AA.VV. Chi scrive ha fede?, a cura di A. Ramberti, FaraEditore, 2013
di Vincenzo D'Alessio
Solchiamo le pagine inquiete dell’Antologia Chi scrive ha fede pubblicata dalle Edizioni Fara di Rimini, curate da Alessandro Ramberti, come i contadini scrutano il cielo alla ricerca delle risposte dal vento, dal sole, dal volo degli uccelli: avete notato che da un po’ di tempo a questa parte sono aumentati i rapaci? : taccole maggiori (corvi), gazze ladre e cani randagi? Tutte bestie che vivono saccheggiando i nidi di volatili più piccoli e delle tortore dal collare, che pure sono in forte crescita.
Ebbene quando il contadino arava o zappava, il proprio campo era quella la stessa terra degli avi; trascorrevano le stagioni alla stessa maniera; la fatica si ripeteva. Eppure l’attesa dei raccolti, i germogli che spuntavano lentamente, era una gioia interminabile a quel sudore dato alla terra da secoli. Davide Valecchi, nell’ascolto che diamo ai suoi versi, è paragonabile alla civiltà contadina che abbiamo rappresentato. Nella precedente raccolta: Magari in un’ora del pomeriggio (2011), pubblicata presso lo stesso editore, aveva dato prova della ricerca di un linguaggio poetico degno di fede: la costruzione della maieutica che conducesse il lettore al disvelamento della trama “del mio scrivere” (pag. 97).

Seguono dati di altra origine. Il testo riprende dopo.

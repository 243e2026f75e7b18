use image::{GrayImage, Luma, RgbImage};
use imageproc::filter::{bilateral_filter, gaussian_blur_f32};

/// Convert image to grayscale
pub fn to_grayscale(img: &RgbImage) -> GrayImage {
    image::imageops::grayscale(img)
}

/// Edge-preserving smoothing. Flattens sensor noise inside uniform regions
/// while keeping the sharp dark/light transitions of code modules.
pub fn smooth(
    img: &GrayImage,
    window_size: u32,
    sigma_color: f32,
    sigma_spatial: f32,
) -> GrayImage {
    if window_size < 3 {
        return img.clone();
    }
    bilateral_filter(img, window_size, sigma_color, sigma_spatial)
}

/// Gaussian-weighted adaptive threshold.
///
/// A pixel becomes white when it is brighter than its Gaussian-weighted
/// neighbourhood mean minus `offset`, black otherwise. `block_size` is the odd
/// neighbourhood width; the Gaussian sigma is derived from it the same way
/// common vision libraries do.
pub fn adaptive_threshold(img: &GrayImage, block_size: u32, offset: i16) -> GrayImage {
    let block_size = block_size.max(3) | 1;
    let sigma = 0.3 * ((block_size as f32 - 1.0) * 0.5 - 1.0) + 0.8;
    let local_mean = gaussian_blur_f32(img, sigma);

    GrayImage::from_fn(img.width(), img.height(), |x, y| {
        let value = img.get_pixel(x, y)[0] as i16;
        let mean = local_mean.get_pixel(x, y)[0] as i16;
        if value > mean - offset {
            Luma([255u8])
        } else {
            Luma([0u8])
        }
    })
}

/// Both image variants handed to the detector
#[derive(Clone)]
pub struct Prepared {
    pub gray: GrayImage,
    pub binary: GrayImage,
}

/// Grayscale -> smoothing -> adaptive threshold
#[derive(Debug, Clone)]
pub struct Preprocessor {
    /// Bilateral window width in pixels
    pub smooth_window: u32,
    pub sigma_color: f32,
    pub sigma_spatial: f32,
    pub block_size: u32,
    pub offset: i16,
}

impl Preprocessor {
    pub fn new() -> Self {
        Self {
            smooth_window: 9,
            sigma_color: 75.0,
            sigma_spatial: 75.0,
            block_size: 11,
            offset: 2,
        }
    }

    pub fn prepare(&self, frame: &RgbImage) -> Prepared {
        let gray = to_grayscale(frame);
        let smoothed = smooth(&gray, self.smooth_window, self.sigma_color, self.sigma_spatial);
        let binary = adaptive_threshold(&smoothed, self.block_size, self.offset);
        Prepared { gray, binary }
    }
}

impl Default for Preprocessor {
    fn default() -> Self {
        Self::new()
    }
}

Alcuni critici non sono concordi quando si prende a piene mani dal testo in esame. Noi siamo del parere che bisogna comunicare al lettore, che non ha sottomano l’intera raccolta, “la chiarità delle cose oscure”, la valenza infinita della poesia in quanto: “risposta a un’esigenza innegabile di indagine e comunicazione con piani diversi dell’esperienza della vita, dove le relazioni lineari fra spazio, tempo, luoghi, memoria, immaginazione, sogno, oggetti, suoni e parole non seguono più gli schemi della realtà contingente ma si sovrappongono e si intrecciano dando vita ad un altrove che per essere detto necessita di un linguaggio altro” (pag. 97).
“L’altrove” scandito da Valecchi è il contatto con la Natura (in greco physis), forza che ha nutrito schiere di poeti (vedi “l’inno” di Friedrich Hölderlin) dove il luogo vicino all’origine è rappresentato dalla patria a cui appartiene: “Difficilmente ciò che abita vicino all’origine abbandona il luogo”. Questo sentimento profondo di comunione con l’altrove genera “il segreto singolare” proprio della poetica dell’autore.
Scrive il Nostro nell’introduzione alla raccolta di poesie contenute nell’Antologia: “Questo piccolo viaggio cronologico all’interno della mia scrittura dovrebbe quindi, almeno nelle mie intenzioni, rappresentare la testimonianza di un percorso iniziato in età adolescenziale e che, molto prevedibilmente, è ben lontano dall’essere concluso” (pag. 97).
Il viaggio è sinonimo di esperienze, di crescita, di allontanamento dai luoghi reali o immaginari, fonti della propria gioia, dolore, incubo. La crescita è l’esercizio volontario di condividere il segreto della parola con gli altri, i lettori. La sacralità di un gesto antico come la semina e l’attesa dei germogli. La consapevolezza che il buio sotterraneo darà alla luce le essenze del seme che si è sacrificato. Quindi il gesto poetico è sacro. Sacralità che affonda nel divino, proprio come sostanza luminosa che diventa parola. Proprio come scriveva Martin Heidegger negli anni Cinquanta del '900: “Il motivo del confronto di Heidegger con Hölderlin è (…) un cammino che apre al nuovo, nuovo inteso come il das Andere, l’altro del pensiero fino adesso pensato” (T. Bettini, Sacro, spazio e divino in Heidegger, 2009).
Il primo corpo poetico di Vallecchi è datato 1993, il capoverso recita L’estate nei tuoi occhi e il luogo preso in considerazione è formato da “acque torbide / dove se ne stanno nascoste / esistenze private dei sensi” (pag. 98). Chiude il contributo in versi Ce ne vorrebbe di tempo datata 2012 (pag. 107).
In questi versi ho ritrovato il contatto con la Natura, l’uso dell’ossimoro quale disvelamento del segreto che muove la ragione poetica del Nostro: “(…) gli schianti delle pietre / triturate dal metallo alimentano / il pensiero di diventare pietra, / viva senza vita anche se fatta polvere” (Le macchine penetrano la terra, 1995, pag. 99). La poetica di Davide Valecchi è alimentata dall’energia dell’origine che ogni poeta ha nascosta in sé: “(…) Le voci dove mi trovavo allora / sono da qualche parte ad aspettare / il ritorno del suono del rimbalzo / del pallone” ( La purificazione del cielo, 2011, pag. 106). L’infanzia naturale, è il segreto del tormento di quello che siamo e che vorremmo restare, felice. Il richiamo ai colori denota l’attaccamento profondo alla vita vera. L’uso dell’enjambement regala al lettore l’energia del rogare il verso sulla carta, nel tempo indefinito dell’essere: pietre vive, leggibili.
Il tempo sospeso della ricerca è richiamato in ogni composizione, nei capoversi, dove il lettore carpisce il senso dell’immagine liquida, cangiante, nella superficie “pantha rei” del fiume della storia della Poesia: “(…) Ma è il nome del riflesso / che cambia di continuo / e sotto tutto il resto / a ruota” (Ce ne vorrebbe di tempo, 2012, pag. 107). Un racconto che continua. La levità del verso che segna nel mare delle voci poetiche il solco dell’identità.